ASSIGNMENT:
Using the listing below, work out the number of lines in which "filename" appears; return only that figure.

RECORDED DATA section start

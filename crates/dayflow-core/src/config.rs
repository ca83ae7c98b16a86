//! Environment-supplied backend configuration.
//!
//! All values come from `DAYFLOW_*` environment variables. A missing variable
//! degrades to an empty string rather than failing -- the app starts either
//! way and individual features (billing, OAuth) skip themselves when their
//! key is absent.

use std::str::FromStr;

use crate::error::ConfigError;

/// Platform the client is running on.
///
/// Selects the OAuth redirect style (web origin vs. custom URL scheme) and
/// whether the billing SDK is configured at all.
#[derive(Debug, Clone, Copy, PartialEq, Eq)]
pub enum Platform {
    Web,
    Ios,
    Android,
    Desktop,
}

impl Platform {
    pub fn is_web(self) -> bool {
        matches!(self, Platform::Web)
    }

    /// Billing key for this platform, if the platform carries one.
    pub fn billing_key<'a>(self, config: &'a BackendConfig) -> Option<&'a str> {
        match self {
            Platform::Ios => Some(config.billing_key_ios.as_str()),
            Platform::Android => Some(config.billing_key_android.as_str()),
            Platform::Web | Platform::Desktop => None,
        }
    }
}

impl FromStr for Platform {
    type Err = ConfigError;

    fn from_str(s: &str) -> Result<Self, Self::Err> {
        match s.to_ascii_lowercase().as_str() {
            "web" => Ok(Platform::Web),
            "ios" => Ok(Platform::Ios),
            "android" => Ok(Platform::Android),
            "desktop" => Ok(Platform::Desktop),
            other => Err(ConfigError::UnknownPlatform(other.to_string())),
        }
    }
}

/// Backend connection settings.
#[derive(Debug, Clone, Default)]
pub struct BackendConfig {
    /// Base URL of the hosted backend, e.g. `https://abc.backend.example`.
    pub base_url: String,
    /// Anonymous API key sent with every request.
    pub anon_key: String,
    /// Web origin used to build the OAuth redirect target on web.
    pub site_url: String,
    /// Billing SDK key for iOS builds.
    pub billing_key_ios: String,
    /// Billing SDK key for Android builds.
    pub billing_key_android: String,
}

impl BackendConfig {
    /// Read configuration from the process environment.
    pub fn from_env() -> Self {
        Self::from_lookup(|key| std::env::var(key).ok())
    }

    /// Build from an arbitrary key lookup. Missing keys become empty strings.
    pub fn from_lookup<F>(lookup: F) -> Self
    where
        F: Fn(&str) -> Option<String>,
    {
        let get = |key: &str| {
            lookup(key)
                .map(|v| v.trim().trim_end_matches('/').to_string())
                .unwrap_or_default()
        };
        Self {
            base_url: get("DAYFLOW_BACKEND_URL"),
            anon_key: get("DAYFLOW_ANON_KEY"),
            site_url: get("DAYFLOW_SITE_URL"),
            billing_key_ios: get("DAYFLOW_BILLING_KEY_IOS"),
            billing_key_android: get("DAYFLOW_BILLING_KEY_ANDROID"),
        }
    }

    /// Whether the remote backend can be reached at all.
    pub fn has_backend(&self) -> bool {
        !self.base_url.is_empty() && !self.anon_key.is_empty()
    }
}

#[cfg(test)]
mod tests {
    use super::*;

    #[test]
    fn missing_keys_degrade_to_empty() {
        let config = BackendConfig::from_lookup(|_| None);
        assert_eq!(config.base_url, "");
        assert_eq!(config.anon_key, "");
        assert!(!config.has_backend());
    }

    #[test]
    fn lookup_trims_trailing_slash() {
        let config = BackendConfig::from_lookup(|key| match key {
            "DAYFLOW_BACKEND_URL" => Some("https://api.example/".into()),
            "DAYFLOW_ANON_KEY" => Some("anon".into()),
            _ => None,
        });
        assert_eq!(config.base_url, "https://api.example");
        assert!(config.has_backend());
    }

    #[test]
    fn platform_parse_and_billing_keys() {
        let config = BackendConfig {
            billing_key_ios: "ios-key".into(),
            ..Default::default()
        };
        assert_eq!("web".parse::<Platform>().unwrap(), Platform::Web);
        assert!("watch".parse::<Platform>().is_err());
        assert_eq!(Platform::Ios.billing_key(&config), Some("ios-key"));
        assert_eq!(Platform::Web.billing_key(&config), None);
        assert_eq!(Platform::Android.billing_key(&config), Some(""));
    }
}
//! Local in-memory state store.
//!
//! Holds the normalized copy of the user's tasks, habits, completions, and
//! sessions plus the resolved theme. Mutations go through a typed reducer
//! over [`Action`]; each collection load is an idempotent full replace, so
//! stale local-only rows are discarded rather than merged. There is no
//! durable storage behind this -- the remote backend is the source of truth.

pub mod actions;

#[cfg(test)]
mod store_tests;

use std::sync::RwLock;

use crate::events::{AppEvent, EventBus};
use crate::model::{Habit, HabitCompletion, PomodoroSession, Task, ThemeState};

pub use actions::Action;

/// The whole client-side state.
#[derive(Debug, Clone, Default)]
pub struct AppState {
    pub tasks: Vec<Task>,
    pub habits: Vec<Habit>,
    pub completions: Vec<HabitCompletion>,
    pub sessions: Vec<PomodoroSession>,
    pub theme: ThemeState,
}

/// Pure reducer: applies one action to the state.
fn reduce(state: &mut AppState, action: Action) {
    match action {
        Action::TasksLoaded(tasks) => state.tasks = tasks,
        Action::HabitsLoaded(habits) => state.habits = habits,
        Action::CompletionsLoaded(completions) => state.completions = completions,
        Action::SessionsLoaded(sessions) => state.sessions = sessions,
        Action::ThemeModeChanged(mode) => state.theme.mode = mode,
        Action::SystemSchemeChanged { dark } => state.theme.system_dark = dark,
    }
}

/// State container: dispatch applies the reducer and announces the change.
pub struct Store {
    state: RwLock<AppState>,
    bus: EventBus,
}

impl Store {
    pub fn new(bus: EventBus) -> Self {
        Self {
            state: RwLock::new(AppState::default()),
            bus,
        }
    }

    pub fn dispatch(&self, action: Action) {
        {
            let mut state = self.state.write().expect("state lock poisoned");
            reduce(&mut state, action);
        }
        self.bus.publish(AppEvent::StateChanged);
    }

    /// Clone of the current state.
    pub fn snapshot(&self) -> AppState {
        self.state.read().expect("state lock poisoned").clone()
    }

    /// Read the state without cloning.
    pub fn with_state<R>(&self, f: impl FnOnce(&AppState) -> R) -> R {
        f(&self.state.read().expect("state lock poisoned"))
    }
}
//! Habit commands.

use chrono::{Local, NaiveDate};
use clap::Subcommand;
use uuid::Uuid;

use dayflow_core::remote::HabitPatch;
use dayflow_core::{Direction, NewHabit, Query};

use crate::common;

#[derive(Subcommand)]
pub enum HabitAction {
    /// Create a new habit
    Create {
        title: String,
        #[arg(long)]
        description: Option<String>,
        #[arg(long, default_value = "general")]
        category: String,
        /// Display color
        #[arg(long, default_value = "#4caf50")]
        color: String,
        /// Comma-separated weekday indices (0=Sun ... 6=Sat)
        #[arg(long, default_value = "0,1,2,3,4,5,6")]
        days: String,
    },
    /// List habits
    List,
    /// Toggle completion of a habit for a date (defaults to today)
    Toggle {
        id: Uuid,
        #[arg(long)]
        date: Option<NaiveDate>,
    },
    /// List completions for a date range
    Completions {
        #[arg(long)]
        from: Option<NaiveDate>,
        #[arg(long)]
        to: Option<NaiveDate>,
    },
    /// Update a habit
    Update {
        id: Uuid,
        #[arg(long)]
        title: Option<String>,
        #[arg(long)]
        category: Option<String>,
        #[arg(long)]
        color: Option<String>,
    },
    /// Delete a habit
    Delete { id: Uuid },
}

fn parse_days(days: &str) -> Result<Vec<u8>, Box<dyn std::error::Error>> {
    days.split(',')
        .map(|d| {
            let day: u8 = d.trim().parse()?;
            if day > 6 {
                return Err(format!("weekday index {day} out of range 0-6").into());
            }
            Ok(day)
        })
        .collect()
}

pub async fn run(action: HabitAction) -> Result<(), Box<dyn std::error::Error>> {
    let ctx = common::context();
    let user_id = common::require_user(&ctx)?;

    match action {
        HabitAction::Create {
            title,
            description,
            category,
            color,
            days,
        } => {
            let habit = ctx
                .client
                .create_habit(
                    user_id,
                    &NewHabit {
                        title,
                        description,
                        category,
                        color,
                        target_days: parse_days(&days)?,
                    },
                )
                .await?;
            println!("Habit created: {}", habit.id);
            println!("{}", serde_json::to_string_pretty(&habit)?);
        }
        HabitAction::List => {
            let habits = ctx
                .client
                .list_habits(user_id, Query::new().order("created_at", Direction::Asc))
                .await?;
            println!("{}", serde_json::to_string_pretty(&habits)?);
        }
        HabitAction::Toggle { id, date } => {
            let date = date.unwrap_or_else(|| Local::now().date_naive());
            let completion = ctx.client.toggle_completion(user_id, id, date).await?;
            let state = if completion.completed { "done" } else { "not done" };
            println!("{} on {}: {state}", completion.habit_id, completion.date);
        }
        HabitAction::Completions { from, to } => {
            let mut query = Query::new().order("date", Direction::Desc);
            if let Some(from) = from {
                query = query.date_from("date", from);
            }
            if let Some(to) = to {
                query = query.date_to("date", to);
            }
            let completions = ctx.client.list_completions(user_id, query).await?;
            println!("{}", serde_json::to_string_pretty(&completions)?);
        }
        HabitAction::Update {
            id,
            title,
            category,
            color,
        } => {
            let patch = HabitPatch {
                title,
                description: None,
                category,
                color,
                target_days: None,
            };
            let habit = ctx.client.update_habit(user_id, id, &patch).await?;
            println!("{}", serde_json::to_string_pretty(&habit)?);
        }
        HabitAction::Delete { id } => {
            ctx.client.delete_habit(user_id, id).await?;
            println!("Habit deleted: {id}");
        }
    }
    Ok(())
}

#[cfg(test)]
mod tests {
    use super::*;

    #[test]
    fn parse_days_accepts_valid_lists() {
        assert_eq!(parse_days("1,3,5").unwrap(), vec![1, 3, 5]);
        assert!(parse_days("7").is_err());
        assert!(parse_days("x").is_err());
    }
}
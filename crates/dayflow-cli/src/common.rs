//! Shared CLI context: environment config, remote client, restored session.

use std::error::Error;
use std::sync::Arc;

use dayflow_core::{AuthProvider, BackendConfig, EventBus, RemoteClient, Session, SessionFile};
use uuid::Uuid;

pub struct Ctx {
    pub config: BackendConfig,
    pub client: Arc<RemoteClient>,
    pub bus: EventBus,
    pub session: Option<Session>,
}

/// Build the CLI context: env config, client, and the persisted session (the
/// bearer token is applied when one exists).
pub fn context() -> Ctx {
    let config = BackendConfig::from_env();
    let client = Arc::new(RemoteClient::new(&config));
    let session = SessionFile::new().load();
    if let Some(session) = &session {
        client.set_bearer(&session.access_token);
    }
    Ctx {
        config,
        client,
        bus: EventBus::default(),
        session,
    }
}

/// Auth provider over the shared context.
pub fn auth_provider(ctx: &Ctx) -> AuthProvider {
    AuthProvider::new(
        Arc::clone(&ctx.client),
        ctx.config.clone(),
        ctx.bus.clone(),
        SessionFile::new(),
    )
}

/// The signed-in user id, or a friendly error telling the user to log in.
pub fn require_user(ctx: &Ctx) -> Result<Uuid, Box<dyn Error>> {
    ctx.session
        .as_ref()
        .map(|s| s.user.id)
        .ok_or_else(|| "not signed in (run `dayflow-cli auth login` first)".into())
}
use chrono::Utc;
use uuid::Uuid;

use super::*;
use crate::events::{AppEvent, EventBus};
use crate::model::{Task, TaskCategory, TaskPriority, TaskStatus, ThemeMode};

fn task(title: &str) -> Task {
    Task {
        id: Uuid::new_v4(),
        user_id: Uuid::new_v4(),
        title: title.to_string(),
        description: None,
        category: TaskCategory::Personal,
        priority: TaskPriority::Medium,
        status: TaskStatus::Pending,
        start_date: None,
        end_date: None,
        scheduled_date: None,
        scheduled_time: None,
        created_at: Utc::now(),
        updated_at: Utc::now(),
    }
}

#[test]
fn load_is_a_full_replace_not_a_merge() {
    let store = Store::new(EventBus::default());
    let a = task("a");
    let b = task("b");
    let c = task("c");

    store.dispatch(Action::TasksLoaded(vec![a.clone(), b.clone()]));
    assert_eq!(store.snapshot().tasks.len(), 2);

    // Local [A, B], fetched [B, C] -> exactly [B, C].
    store.dispatch(Action::TasksLoaded(vec![b.clone(), c.clone()]));
    let tasks = store.snapshot().tasks;
    let ids: Vec<Uuid> = tasks.iter().map(|t| t.id).collect();
    assert_eq!(ids, vec![b.id, c.id]);
}

#[test]
fn load_is_idempotent() {
    let store = Store::new(EventBus::default());
    let a = task("a");
    store.dispatch(Action::TasksLoaded(vec![a.clone()]));
    store.dispatch(Action::TasksLoaded(vec![a.clone()]));
    assert_eq!(store.snapshot().tasks.len(), 1);
}

#[test]
fn theme_starts_dark_and_follows_mode() {
    let store = Store::new(EventBus::default());
    assert!(store.with_state(|s| s.theme.is_dark()));

    store.dispatch(Action::ThemeModeChanged(ThemeMode::Light));
    assert!(!store.with_state(|s| s.theme.is_dark()));

    store.dispatch(Action::ThemeModeChanged(ThemeMode::System));
    store.dispatch(Action::SystemSchemeChanged { dark: true });
    assert!(store.with_state(|s| s.theme.is_dark()));
    store.dispatch(Action::SystemSchemeChanged { dark: false });
    assert!(!store.with_state(|s| s.theme.is_dark()));
}

#[tokio::test]
async fn dispatch_publishes_state_changed() {
    let bus = EventBus::default();
    let mut rx = bus.subscribe();
    let store = Store::new(bus);
    store.dispatch(Action::TasksLoaded(Vec::new()));
    assert!(matches!(rx.recv().await.unwrap(), AppEvent::StateChanged));
}
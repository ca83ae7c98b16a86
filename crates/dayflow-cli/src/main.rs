use clap::{Parser, Subcommand};
use tracing_subscriber::EnvFilter;

mod commands;
mod common;

#[derive(Parser)]
#[command(name = "dayflow-cli", version, about = "Dayflow CLI")]
struct Cli {
    #[command(subcommand)]
    command: Commands,
}

#[derive(Subcommand)]
enum Commands {
    /// Authentication
    Auth {
        #[command(subcommand)]
        action: commands::auth::AuthAction,
    },
    /// Task management
    Task {
        #[command(subcommand)]
        action: commands::task::TaskAction,
    },
    /// Habit management
    Habit {
        #[command(subcommand)]
        action: commands::habit::HabitAction,
    },
    /// Pomodoro sessions
    Session {
        #[command(subcommand)]
        action: commands::session::SessionAction,
    },
    /// Aggregate data operations
    Data {
        #[command(subcommand)]
        action: commands::data::DataAction,
    },
    /// App-shell sequencing
    App {
        #[command(subcommand)]
        action: commands::app::AppAction,
    },
    /// Configuration
    Config {
        #[command(subcommand)]
        action: commands::config::ConfigAction,
    },
}

#[tokio::main]
async fn main() {
    tracing_subscriber::fmt()
        .with_env_filter(EnvFilter::from_default_env())
        .with_target(false)
        .init();

    let cli = Cli::parse();
    let result = match cli.command {
        Commands::Auth { action } => commands::auth::run(action).await,
        Commands::Task { action } => commands::task::run(action).await,
        Commands::Habit { action } => commands::habit::run(action).await,
        Commands::Session { action } => commands::session::run(action).await,
        Commands::Data { action } => commands::data::run(action).await,
        Commands::App { action } => commands::app::run(action).await,
        Commands::Config { action } => commands::config::run(action).await,
    };

    if let Err(e) = result {
        eprintln!("error: {e}");
        std::process::exit(1);
    }
}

RECORDED DATA section end

ANSWER TO THE EXERCISE:
3